The response should contain only those lines of the entries below that include the string "tracked".

[THE RECORDS — start]

//! Tag-presence tracking as an explicit state machine
//!
//! The polling loop, its timer and any daemonization belong to the caller;
//! this module only decides what a poll outcome *means*. Feed every poll
//! result through [`TagMonitor::observe`] and dispatch whatever event
//! comes back.

use std::time::Duration;

use nfcdump_core::Target;
use tracing::debug;

/// A tag status change worth reporting.
#[derive(Debug, Clone, Copy, PartialEq, Eq)]
pub enum TagEvent {
    /// A tag entered the field (or replaced the tracked one).
    Inserted(Target),
    /// The tracked tag left the field.
    Removed(Target),
    /// No tag has been present for the configured expiry interval.
    Expired,
}

/// Handler for tag events.
pub trait TagEventHandler {
    /// Handle one event.
    fn handle(&mut self, event: TagEvent);
}

impl<F> TagEventHandler for F
where
    F: FnMut(TagEvent),
{
    fn handle(&mut self, event: TagEvent) {
        self(event)
    }
}

/// Presence tracker fed by an external polling loop.
///
/// States are `Idle` (no tag tracked) and present; transitions emit
/// [`TagEvent`]s. While the field stays empty an optional expiry timer
/// accumulates the elapsed poll time and fires [`TagEvent::Expired`] each
/// time the interval passes. A tag sitting in the field does not expire;
/// the accumulator only runs while nothing is present.
#[derive(Debug)]
pub struct TagMonitor {
    current: Option<Target>,
    expire_after: Option<Duration>,
    idle_for: Duration,
}

impl TagMonitor {
    /// Monitor without expiry reporting.
    pub const fn new() -> Self {
        Self {
            current: None,
            expire_after: None,
            idle_for: Duration::ZERO,
        }
    }

    /// Monitor that emits [`TagEvent::Expired`] once the field has been
    /// empty for `interval`.
    pub const fn with_expiry(interval: Duration) -> Self {
        Self {
            current: None,
            expire_after: Some(interval),
            idle_for: Duration::ZERO,
        }
    }

    /// The tag currently tracked as present, if any.
    pub const fn current(&self) -> Option<&Target> {
        self.current.as_ref()
    }

    /// Consume one poll outcome.
    ///
    /// `seen` is whatever the poll selected and `elapsed` the time spent
    /// since the previous observation. The same UID seen again is not an
    /// event; a different UID counts as a fresh insertion.
    pub fn observe(&mut self, seen: Option<Target>, elapsed: Duration) -> Option<TagEvent> {
        match seen {
            Some(seen) => {
                if self
                    .current
                    .as_ref()
                    .is_some_and(|current| current.uid == seen.uid)
                {
                    // State unchanged.
                    return None;
                }
                self.idle_for = Duration::ZERO;
                self.current = Some(seen);
                debug!(uid = %seen.uid, "event detected: tag inserted");
                Some(TagEvent::Inserted(seen))
            }
            None => {
                if let Some(removed) = self.current.take() {
                    self.idle_for = Duration::ZERO;
                    debug!(uid = %removed.uid, "event detected: tag removed");
                    return Some(TagEvent::Removed(removed));
                }

                // Field still empty: run the expiry timer if configured.
                let interval = self.expire_after?;
                self.idle_for += elapsed;
                if self.idle_for >= interval {
                    debug!("timeout on tag removed");
                    self.idle_for = Duration::ZERO;
                    return Some(TagEvent::Expired);
                }
                None
            }
        }
    }
}

impl Default for TagMonitor {
    fn default() -> Self {
        Self::new()
    }
}
//! Flat dump images and the trailer-block codec
//!
//! The dump layout is part of the engine contract: blocks in ascending
//! index order, 16 raw bytes each, trailer blocks packed as key A, access
//! bits, key B. File I/O lives elsewhere; the engines read and write these
//! images directly.

use bytes::{Bytes, BytesMut};

use crate::error::{Error, Result};
use crate::keys::{KEY_SIZE, Key};

/// Size in bytes of one Classic block (and one Ultralight read unit).
pub const BLOCK_SIZE: usize = 16;

/// Size in bytes of one Ultralight page.
pub const PAGE_SIZE: usize = 4;

/// Number of pages on a MIFARE Ultralight card.
pub const ULTRALIGHT_PAGES: usize = 16;

/// Block counts with a defined Classic dump layout: 320-byte, 1K, Plus 2K
/// and 4K cards.
const CLASSIC_BLOCK_COUNTS: [usize; 4] = [20, 64, 128, 256];

/// In-memory image of a MIFARE Classic card.
///
/// Covers blocks `0..=last_block`; the engines index it with the same
/// last-index convention the capacity detector reports.
#[derive(Debug, Clone, PartialEq, Eq)]
pub struct ClassicImage {
    blocks: Vec<[u8; BLOCK_SIZE]>,
}

impl ClassicImage {
    /// Zero-filled image covering blocks `0..=last_block`.
    pub fn zeroed(last_block: u8) -> Self {
        Self {
            blocks: vec![[0u8; BLOCK_SIZE]; usize::from(last_block) + 1],
        }
    }

    /// Index of the last block the image covers.
    pub fn last_block(&self) -> u8 {
        (self.blocks.len() - 1) as u8
    }

    /// One block of the image.
    ///
    /// # Panics
    /// Panics if `index` exceeds [`last_block`](Self::last_block).
    pub fn block(&self, index: u8) -> &[u8; BLOCK_SIZE] {
        &self.blocks[usize::from(index)]
    }

    /// Exclusive access to one block.
    ///
    /// # Panics
    /// Panics if `index` exceeds [`last_block`](Self::last_block).
    pub fn block_mut(&mut self, index: u8) -> &mut [u8; BLOCK_SIZE] {
        &mut self.blocks[usize::from(index)]
    }

    /// Whether the manufacturer block passes its checksum: the four UID
    /// bytes XORed with the BCC byte must cancel out.
    pub fn manufacturer_bcc_ok(&self) -> bool {
        let b = &self.blocks[0];
        b[0] ^ b[1] ^ b[2] ^ b[3] ^ b[4] == 0
    }

    /// BCC implied by the image's UID bytes.
    pub fn expected_bcc(&self) -> u8 {
        let b = &self.blocks[0];
        b[0] ^ b[1] ^ b[2] ^ b[3]
    }

    /// Flat dump form: `(last_block + 1) * 16` bytes, ascending.
    pub fn to_bytes(&self) -> Bytes {
        let mut buf = BytesMut::with_capacity(self.blocks.len() * BLOCK_SIZE);
        for block in &self.blocks {
            buf.extend_from_slice(block);
        }
        buf.freeze()
    }

    /// Parse a flat dump.
    ///
    /// The length must correspond to one of the known Classic layouts
    /// (320, 1024, 2048 or 4096 bytes).
    pub fn from_bytes(data: &[u8]) -> Result<Self> {
        if data.len() % BLOCK_SIZE != 0
            || !CLASSIC_BLOCK_COUNTS.contains(&(data.len() / BLOCK_SIZE))
        {
            return Err(Error::InvalidDumpSize { actual: data.len() });
        }
        let mut blocks = Vec::with_capacity(data.len() / BLOCK_SIZE);
        for chunk in data.chunks_exact(BLOCK_SIZE) {
            let mut block = [0u8; BLOCK_SIZE];
            block.copy_from_slice(chunk);
            blocks.push(block);
        }
        Ok(Self { blocks })
    }
}

/// Structured view of a sector trailer.
///
/// On the wire the three fields share one 16 byte block; this codec is the
/// only place that packing is spelled out, and the two views never alias.
#[derive(Debug, Clone, Copy, PartialEq, Eq)]
pub struct Trailer {
    /// Key A (write-only on the card once access bits are set).
    pub key_a: Key,
    /// Access conditions for the sector's blocks.
    pub access_bits: [u8; 4],
    /// Key B, written back verbatim from the image on round trips.
    pub key_b: Key,
}

impl Trailer {
    /// Split a raw trailer block into its fields.
    pub fn decode(block: &[u8; BLOCK_SIZE]) -> Self {
        let mut key_a = [0u8; KEY_SIZE];
        key_a.copy_from_slice(&block[..KEY_SIZE]);
        let mut access_bits = [0u8; 4];
        access_bits.copy_from_slice(&block[KEY_SIZE..KEY_SIZE + 4]);
        let mut key_b = [0u8; KEY_SIZE];
        key_b.copy_from_slice(&block[KEY_SIZE + 4..]);
        Self {
            key_a: Key::new(key_a),
            access_bits,
            key_b: Key::new(key_b),
        }
    }

    /// Pack the fields back into the wire form.
    pub fn encode(&self) -> [u8; BLOCK_SIZE] {
        let mut block = [0u8; BLOCK_SIZE];
        block[..KEY_SIZE].copy_from_slice(self.key_a.as_bytes());
        block[KEY_SIZE..KEY_SIZE + 4].copy_from_slice(&self.access_bits);
        block[KEY_SIZE + 4..].copy_from_slice(self.key_b.as_bytes());
        block
    }
}

/// In-memory image of a MIFARE Ultralight card: 16 pages of 4 bytes.
#[derive(Debug, Clone, Copy, PartialEq, Eq)]
pub struct UltralightImage {
    pages: [[u8; PAGE_SIZE]; ULTRALIGHT_PAGES],
}

impl UltralightImage {
    /// Zero-filled image.
    pub const fn zeroed() -> Self {
        Self {
            pages: [[0u8; PAGE_SIZE]; ULTRALIGHT_PAGES],
        }
    }

    /// One page of the image.
    ///
    /// # Panics
    /// Panics if `index` is 16 or more.
    pub fn page(&self, index: u8) -> &[u8; PAGE_SIZE] {
        &self.pages[usize::from(index)]
    }

    /// Copy one 16 byte read unit into the four pages starting at `page`.
    ///
    /// # Panics
    /// Panics if `page` is not one of 0, 4, 8 or 12.
    pub fn set_page_group(&mut self, page: u8, data: &[u8; BLOCK_SIZE]) {
        assert!(page % 4 == 0 && usize::from(page) < ULTRALIGHT_PAGES);
        for (offset, chunk) in data.chunks_exact(PAGE_SIZE).enumerate() {
            self.pages[usize::from(page) + offset].copy_from_slice(chunk);
        }
    }

    /// Flat dump form: 64 bytes, pages ascending.
    pub fn to_bytes(&self) -> Bytes {
        let mut buf = BytesMut::with_capacity(ULTRALIGHT_PAGES * PAGE_SIZE);
        for page in &self.pages {
            buf.extend_from_slice(page);
        }
        buf.freeze()
    }

    /// Parse a flat 64 byte dump.
    pub fn from_bytes(data: &[u8]) -> Result<Self> {
        if data.len() != ULTRALIGHT_PAGES * PAGE_SIZE {
            return Err(Error::InvalidDumpSize { actual: data.len() });
        }
        let mut image = Self::zeroed();
        for (page, chunk) in data.chunks_exact(PAGE_SIZE).enumerate() {
            image.pages[page].copy_from_slice(chunk);
        }
        Ok(image)
    }
}

impl Default for UltralightImage {
    fn default() -> Self {
        Self::zeroed()
    }
}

[THE RECORDS — finish]

RESPONSE TO THIS EXERCISE:
    /// A tag entered the field (or replaced the tracked one).
    /// The tracked tag left the field.
/// States are `Idle` (no tag tracked) and present; transitions emit
    /// The tag currently tracked as present, if any.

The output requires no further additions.